Third-quarter earnings season is officially underway, and as usual, anxiety over results is running high on Wall Street.
In fact, investors are downright pessimistic about this earnings season. Tune in to CNBC and you’re bound to hear commentators talk about the rising odds of recession ahead, thanks to slumping corporate profits.
To paraphrase one (of many) investment e-zine articles I’ve read recently: If you expect third-quarter earnings to come in and lift stocks to new highs, “then you’re probably going to be very disappointed.”
Maybe, but not so fast, because there is a glimmer of hope amid the earnings gloom …
The S&P 500 profit slump has likely bottomed out already,
and with the benefit of some positive surprises,
the earnings recession has ended!
Look, to be fair, it’s easy to see why the pundits are so downbeat.
Wall Street strategists are pressing the panic button over the fact that S&P 500 company year-over-year profits have declined for five straight quarters now. As you can clearly see in the chart below, there is some legitimate cause for concern.

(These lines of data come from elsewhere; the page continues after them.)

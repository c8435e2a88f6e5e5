//! Environment variable expansion for configuration strings.
//!
//! Supports:
//! - `${VAR}` - expands to the value of VAR, errors if unset
//! - `${VAR:-default}` - expands to VAR if set, otherwise uses default

use crate::ConfigError;

/// Expand environment variable references in `value`.
///
/// Returns the original string unchanged if no `${` is present, so bare
/// `$VAR` in an otherwise literal value is kept as written.
///
/// `field` names the configuration field for error messages.
pub(crate) fn expand_env(value: &str, field: &str) -> Result<String, ConfigError> {
    expand_with(value, field, |var| std::env::var(var).ok())
}

/// Expand `value` resolving variables through `lookup`.
fn expand_with<F>(value: &str, field: &str, lookup: F) -> Result<String, ConfigError>
where
    F: Fn(&str) -> Option<String>,
{
    if !value.contains("${") {
        return Ok(value.to_owned());
    }

    shellexpand::env_with_context(value, |var| -> Result<Option<String>, LookupError> {
        lookup(var).map(Some).ok_or_else(|| LookupError {
            var_name: var.to_owned(),
        })
    })
    .map(std::borrow::Cow::into_owned)
    .map_err(|e| ConfigError::EnvVar {
        field: field.to_owned(),
        message: format!("${{{}}} not set", e.cause.var_name),
    })
}

/// Variable that is not set in the environment.
struct LookupError {
    var_name: String,
}

#[cfg(test)]
mod tests {
    use std::collections::HashMap;

    use super::*;

    fn env(vars: &[(&str, &str)]) -> impl Fn(&str) -> Option<String> {
        let vars: HashMap<String, String> = vars
            .iter()
            .map(|(k, v)| ((*k).to_owned(), (*v).to_owned()))
            .collect();
        move |var| vars.get(var).cloned()
    }

    #[test]
    fn test_literal_unchanged() {
        assert_eq!(expand_env("127.0.0.1", "server.host").unwrap(), "127.0.0.1");
    }

    #[test]
    fn test_bare_dollar_not_expanded() {
        let value = expand_with("/srv/$DATA", "storage.data_dir", env(&[("DATA", "x")])).unwrap();

        assert_eq!(value, "/srv/$DATA");
    }

    #[test]
    fn test_set_variable_expands() {
        let lookup = env(&[("GUESTBOOK_DATA", "/var/lib/guestbook")]);

        let value = expand_with("${GUESTBOOK_DATA}", "storage.data_dir", lookup).unwrap();

        assert_eq!(value, "/var/lib/guestbook");
    }

    #[test]
    fn test_set_variable_wins_over_default() {
        let lookup = env(&[("GUESTBOOK_HOST", "0.0.0.0")]);

        let value = expand_with("${GUESTBOOK_HOST:-127.0.0.1}", "server.host", lookup).unwrap();

        assert_eq!(value, "0.0.0.0");
    }

    #[test]
    fn test_default_used_when_unset() {
        let value = expand_with("${GUESTBOOK_DATA:-data}", "storage.data_dir", env(&[])).unwrap();

        assert_eq!(value, "data");
    }

    #[test]
    fn test_embedded_variables() {
        let lookup = env(&[("ROOT", "/srv"), ("NAME", "guestbook")]);

        let value = expand_with("${ROOT}/${NAME}/data", "storage.data_dir", lookup).unwrap();

        assert_eq!(value, "/srv/guestbook/data");
    }

    #[test]
    fn test_missing_variable_reports_field() {
        let err = expand_with("${GUESTBOOK_MISSING}", "server.host", env(&[])).unwrap_err();

        assert!(matches!(err, ConfigError::EnvVar { .. }));
        let msg = err.to_string();
        assert!(msg.contains("GUESTBOOK_MISSING"));
        assert!(msg.contains("server.host"));
    }

    #[test]
    fn test_process_environment_default() {
        let value = expand_env(
            "${GUESTBOOK_TEST_EXPAND_NEVER_SET:-fallback}",
            "storage.data_dir",
        )
        .unwrap();

        assert_eq!(value, "fallback");
    }
}
//! Error types for the HTTP server.

use axum::response::{IntoResponse, Response};
use guestbook_core::GuestbookError;

use crate::render;

/// Unexpected failure while handling a request.
///
/// Expected outcomes (validation, not found, failed saves) are rendered by the
/// handlers themselves; anything reaching this type becomes a generic 500 page.
#[derive(Debug, thiserror::Error)]
pub(crate) enum ServerError {
    /// Blocking storage task panicked or was cancelled.
    #[error("Storage task failed: {0}")]
    Task(#[from] tokio::task::JoinError),

    /// Guestbook error with no dedicated page on this route.
    #[error("Unhandled guestbook error: {0}")]
    Guestbook(#[from] GuestbookError),
}

impl IntoResponse for ServerError {
    fn into_response(self) -> Response {
        tracing::error!(error = %self, "Request failed");
        render::server_error()
    }
}
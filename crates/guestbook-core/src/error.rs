//! Error types for guestbook operations.

use guestbook_storage::StorageError;

/// Guestbook operation error.
#[derive(Debug, thiserror::Error)]
pub enum GuestbookError {
    /// A required field was missing or blank.
    #[error("Missing required field: {field}")]
    Validation {
        /// Name of the missing field (e.g., "name", "id").
        field: &'static str,
    },

    /// No guest with the given id.
    #[error("Guest not found: {0}")]
    NotFound(String),

    /// The backing document could not be read or written.
    #[error("Storage error: {0}")]
    Storage(#[from] StorageError),
}

impl GuestbookError {
    /// Create a validation error for a blank field.
    #[must_use]
    pub fn missing(field: &'static str) -> Self {
        Self::Validation { field }
    }
}
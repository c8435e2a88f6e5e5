//! Response middleware.

pub(crate) mod headers;
pub(crate) mod panic;
mod deadline;

pub use deadline::RequestDeadline;
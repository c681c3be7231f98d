pub mod accumulator;
pub mod classifier;
pub mod executor;
pub mod queue;
pub mod reporter;
pub mod store;

pub use accumulator::BatchAccumulator;
pub use classifier::{classify, Classification};
pub use executor::PersistenceExecutor;
pub use queue::{event_queue, EventQueue, EventReceiver};
pub use reporter::{ErrorReporter, HttpErrorReporter, TracingErrorReporter};
pub use store::{CounterStore, RedisCounterStore};
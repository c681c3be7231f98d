use actix_web::{middleware::Logger, web, App, HttpServer};
use anyhow::{Context, Result};
use redis_utils::RedisPool;
use std::sync::Arc;
use tracing_subscriber::{layer::SubscriberExt, util::SubscriberInitExt};

use tracker_service::handlers;
use tracker_service::services::{
    CounterStore, ErrorReporter, HttpErrorReporter, RedisCounterStore, TracingErrorReporter,
};
use tracker_service::{AppContext, Config};

const SERVICE_NAME: &str = "tracker-service";

#[actix_web::main]
async fn main() -> Result<()> {
    tracing_subscriber::registry()
        .with(
            tracing_subscriber::EnvFilter::try_from_default_env()
                .unwrap_or_else(|_| "info,actix_web=info,tracker_service=debug".into()),
        )
        .with(tracing_subscriber::fmt::layer())
        .init();

    tracing::info!("Starting {}", SERVICE_NAME);

    let config = Config::from_env().context("Failed to load configuration")?;
    config.log_config();

    let pool = RedisPool::new(config.redis_pool_config()).context("Failed to create Redis pool")?;
    pool.spawn_idle_reaper(config.reap_interval());

    let reporter: Arc<dyn ErrorReporter> = match config.error_reporter_url.as_deref() {
        Some(url) if !url.is_empty() => Arc::new(
            HttpErrorReporter::new(url, SERVICE_NAME)
                .context("Failed to build error reporter client")?,
        ),
        _ => {
            tracing::warn!("ERROR_REPORTER_URL not set, store errors will only be logged");
            Arc::new(TracingErrorReporter)
        }
    };

    let store: Arc<dyn CounterStore> = Arc::new(RedisCounterStore::new(pool));
    let ctx = AppContext::start(config.batch_size(), store, reporter)
        .context("Failed to register metrics")?;

    let bind_addr = config.bind_addr();
    tracing::info!("Starting HTTP server on {}", bind_addr);

    HttpServer::new(move || {
        App::new()
            .app_data(web::Data::new(ctx.clone()))
            .wrap(Logger::default())
            .configure(handlers::configure(ctx.request_timeout))
    })
    .client_request_timeout(config.read_timeout())
    .client_disconnect_timeout(config.write_timeout())
    .bind(&bind_addr)
    .with_context(|| format!("Failed to bind on {bind_addr}"))?
    .run()
    .await
    .context("HTTP server error")
}
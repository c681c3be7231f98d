pub mod track;

use actix_web::{web, HttpResponse};
use std::time::Duration;

use crate::metrics::{serve_debug_vars, serve_metrics};
use crate::middleware::RequestDeadline;

pub use track::track;

async fn health() -> HttpResponse {
    HttpResponse::Ok().body("ok")
}

/// Register every route on an `App`. `/track` runs under `request_timeout`.
pub fn configure(request_timeout: Duration) -> impl FnOnce(&mut web::ServiceConfig) {
    move |cfg| {
        cfg.service(
            web::resource("/track")
                .wrap(RequestDeadline::new(request_timeout))
                .route(web::get().to(track)),
        )
        .route("/health", web::get().to(health))
        .route("/metrics", web::get().to(serve_metrics))
        .route("/debug/vars", web::get().to(serve_debug_vars));
    }
}
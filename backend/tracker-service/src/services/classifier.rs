//! Event classification
//!
//! Turns decoded `/track` parameters into counter increments. Two intents are
//! evaluated independently:
//!
//! - campaign tracking: `campaign`, `source` and `status` all present
//! - visit analytics: `source == "visit"` with `platform` and `w` present
//!
//! Field descriptors are written to the store verbatim, so the concatenation
//! order `source:<s>:status:<st>[:tag:<t>][:website:<w>]` must not change.

use crate::models::{IncrementOperation, TrackParams};

/// Status substituted when the reported status is not an integer.
pub const INVALID_STATUS: &str = "901";

pub const TAG_REQUESTS_KEY: &str = "tag_requests";

/// Result of classifying one request.
#[derive(Debug, Clone, Default, PartialEq, Eq)]
pub struct Classification {
    /// At least one intent matched (counts as a received event)
    pub matched: bool,
    pub operations: Vec<IncrementOperation>,
}

pub fn classify(params: &TrackParams) -> Classification {
    let campaign_intent =
        !params.campaign.is_empty() && !params.source.is_empty() && !params.status.is_empty();
    let visit_intent =
        params.source == "visit" && !params.platform.is_empty() && !params.website.is_empty();

    if !campaign_intent && !visit_intent {
        return Classification::default();
    }

    let website = sanitize_website(&params.website);
    let mut operations = Vec::with_capacity(2);

    if campaign_intent {
        campaign_operations(params, website, &mut operations);
    }

    if visit_intent {
        if let Some(op) = visit_operation(&params.platform, website) {
            operations.push(op);
        }
    }

    Classification {
        matched: true,
        operations,
    }
}

/// Website ids that are not integers, or are zero, count as absent.
pub fn sanitize_website(raw: &str) -> &str {
    match raw.parse::<i64>() {
        Ok(0) | Err(_) => "",
        Ok(_) => raw,
    }
}

fn campaign_operations(params: &TrackParams, website: &str, out: &mut Vec<IncrementOperation>) {
    let tag = if params.tag == "false" { "" } else { params.tag.as_str() };
    let status = if params.status.parse::<i64>().is_ok() {
        params.status.as_str()
    } else {
        INVALID_STATUS
    };

    let mut field = format!("source:{}:status:{}", params.source, status);

    if !tag.is_empty() {
        field.push_str(":tag:");
        field.push_str(tag);

        if params.source == "tag" {
            out.push(IncrementOperation::hincrby(TAG_REQUESTS_KEY, tag));
        }
    }

    if !website.is_empty() {
        field.push_str(":website:");
        field.push_str(website);
    }

    out.push(IncrementOperation::hincrby(
        format!("campaign:{}", params.campaign),
        field,
    ));
}

fn visit_operation(platform: &str, website: &str) -> Option<IncrementOperation> {
    if website.is_empty() {
        return None;
    }

    Some(IncrementOperation::hincrby(
        format!("website:{}", website),
        format!("platform:{}", platform),
    ))
}
use actix_web::{
    body::EitherBody,
    dev::{Service, ServiceRequest, ServiceResponse, Transform},
    Error, HttpResponse,
};
use futures::future::{ready, Ready};
use std::future::Future;
use std::pin::Pin;
use std::rc::Rc;
use std::time::Duration;
use tracing::warn;

/// Aborts the wrapped service once `timeout` elapses and answers 503 with an
/// empty body. Work the handler already queued keeps running.
#[derive(Debug, Clone, Copy)]
pub struct RequestDeadline {
    timeout: Duration,
}

impl RequestDeadline {
    pub fn new(timeout: Duration) -> Self {
        Self { timeout }
    }
}

impl<S, B> Transform<S, ServiceRequest> for RequestDeadline
where
    S: Service<ServiceRequest, Response = ServiceResponse<B>, Error = Error> + 'static,
    S::Future: 'static,
    B: 'static,
{
    type Response = ServiceResponse<EitherBody<B>>;
    type Error = Error;
    type Transform = RequestDeadlineService<S>;
    type InitError = ();
    type Future = Ready<Result<Self::Transform, Self::InitError>>;

    fn new_transform(&self, service: S) -> Self::Future {
        ready(Ok(RequestDeadlineService {
            service: Rc::new(service),
            timeout: self.timeout,
        }))
    }
}

pub struct RequestDeadlineService<S> {
    service: Rc<S>,
    timeout: Duration,
}

impl<S, B> Service<ServiceRequest> for RequestDeadlineService<S>
where
    S: Service<ServiceRequest, Response = ServiceResponse<B>, Error = Error> + 'static,
    S::Future: 'static,
    B: 'static,
{
    type Response = ServiceResponse<EitherBody<B>>;
    type Error = Error;
    type Future = Pin<Box<dyn Future<Output = Result<Self::Response, Self::Error>>>>;

    actix_web::dev::forward_ready!(service);

    fn call(&self, req: ServiceRequest) -> Self::Future {
        let service = self.service.clone();
        let timeout = self.timeout;
        let http_req = req.request().clone();

        Box::pin(async move {
            match tokio::time::timeout(timeout, service.call(req)).await {
                Ok(res) => res.map(ServiceResponse::map_into_left_body),
                Err(_) => {
                    warn!(
                        path = %http_req.path(),
                        timeout_ms = timeout.as_millis() as u64,
                        "Request deadline exceeded"
                    );
                    let res = HttpResponse::ServiceUnavailable().finish();
                    Ok(ServiceResponse::new(http_req, res).map_into_right_body())
                }
            }
        })
    }
}

#[cfg(test)]
mod tests {
    use super::*;
    use actix_web::{http::StatusCode, test, web, App};

    async fn slow() -> HttpResponse {
        tokio::time::sleep(Duration::from_secs(2)).await;
        HttpResponse::Ok().body("late")
    }

    async fn fast() -> HttpResponse {
        HttpResponse::Ok().body("on time")
    }

    #[actix_web::test]
    async fn test_slow_handler_gets_empty_503() {
        let app = test::init_service(
            App::new().service(
                web::resource("/slow")
                    .wrap(RequestDeadline::new(Duration::from_millis(20)))
                    .route(web::get().to(slow)),
            ),
        )
        .await;

        let resp =
            test::call_service(&app, test::TestRequest::get().uri("/slow").to_request()).await;
        assert_eq!(resp.status(), StatusCode::SERVICE_UNAVAILABLE);
        let body = test::read_body(resp).await;
        assert!(body.is_empty());
    }

    #[actix_web::test]
    async fn test_fast_handler_passes_through() {
        let app = test::init_service(
            App::new().service(
                web::resource("/fast")
                    .wrap(RequestDeadline::new(Duration::from_secs(1)))
                    .route(web::get().to(fast)),
            ),
        )
        .await;

        let resp =
            test::call_service(&app, test::TestRequest::get().uri("/fast").to_request()).await;
        assert_eq!(resp.status(), StatusCode::OK);
        assert_eq!(test::read_body(resp).await.as_ref(), b"on time");
    }
}
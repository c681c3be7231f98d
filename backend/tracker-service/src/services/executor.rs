use std::sync::Arc;
use tokio::task::JoinHandle;
use tracing::{debug, error};

use crate::error::StoreError;
use crate::metrics::TrackerMetrics;
use crate::models::IncrementOperation;
use crate::services::reporter::ErrorReporter;
use crate::services::store::CounterStore;

/// Applies dispatched batches on independent tasks.
///
/// Batches in flight at the same time may land in any order. Nothing is
/// retried: a failed batch is dropped.
#[derive(Clone)]
pub struct PersistenceExecutor {
    store: Arc<dyn CounterStore>,
    metrics: TrackerMetrics,
    reporter: Arc<dyn ErrorReporter>,
}

impl PersistenceExecutor {
    pub fn new(
        store: Arc<dyn CounterStore>,
        metrics: TrackerMetrics,
        reporter: Arc<dyn ErrorReporter>,
    ) -> Self {
        Self {
            store,
            metrics,
            reporter,
        }
    }

    /// Spawn persistence of `batch`. Callers on the hot path drop the handle.
    pub fn dispatch(&self, batch: Vec<IncrementOperation>) -> JoinHandle<()> {
        let executor = self.clone();
        tokio::spawn(async move { executor.persist(batch).await })
    }

    async fn persist(&self, batch: Vec<IncrementOperation>) {
        let result = self.store.apply_batch(&batch).await;
        self.metrics.batches_sent.inc();

        match result {
            Ok(()) => {}
            Err(err @ StoreError::Connection(_)) => {
                self.metrics.batches_failed.inc();
                error!(operations = batch.len(), error = %err, "Dropping batch, store unavailable");
                self.reporter.capture("persist_batch", &err);
            }
            Err(err @ StoreError::Command(_)) => {
                self.metrics.batches_failed.inc();
                debug!(operations = batch.len(), error = %err, "Batch commands failed");
            }
        }
    }
}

S&P earnings stopped growing in mid-2014 (dashed green line) even while the index kept marching higher in price, advancing almost 8% with ZERO increase in profits to support the gain.
And that has resulted in s-t-r-e-t-c-h-e-d valuations for the stock market, to put it mildly. That’s another cause for Wall Street pundits to panic.
In fact, during the third quarter of 2014, S&P earnings expanded at an 8.3% clip, but after that, profit comparisons got progressively worse, going negative in early 2015.
And in the second quarter of 2016, year-over-year profit growth fell to negative-5.6%!
Today, analysts are quick to predict a sixth quarter in a row of S&P profit declines once results are tallied. But they may be making a common mistake: Extrapolating past trends into the future,expecting more of the same.
In fact, S&P profit growth comparisons turned favorable last quarter, with a y-o-y earning decline of only 3.5%.
This quarter, according to estimates compiled by FactSet, S&P earnings growth is forecast to be even less-bad, at -2%!
And while a 2-percent profit decline is nothing to cheer about, the story gets better.
You see, Wall Street analysts have a near-perfect track record of missing the mark with their forecasts. They’re constantly overestimating or underestimating actual results. And they are often way off the mark at key inflection points, like right now.
Since corporate management loves to under promise and over deliver, during an earnings recession, Wall Street estimates get too pessimistic.
Companies and the analysts who cover them “conspire” to set the bar too low so that companies can tiptoe over it with positive earnings surprises to keep shareholders happy.
Over the past four years in fact, actual company results have beaten estimated earnings by 4.3% on average, according to FactSet.
So if you do the math, you’ll see why there is good reason for optimism that the earnings recession has ended:
(-2% profit estimate) + (4.3% positive surprise) = +2.3% profit growth!
Plus, fourth-quarter 2016 and first-quarter 2017 earnings comparisons will get even easier relative to the minus 4.2% and the minus 5.6% results posted during those same year ago periods.
This means the bar gets easier to beat going forward.
Bottom line: Don’t hit the panic button just yet, like some pundits are doing. Instead, wait patiently for the profit results to be counted, because you may find the worst of the earnings slump is already over.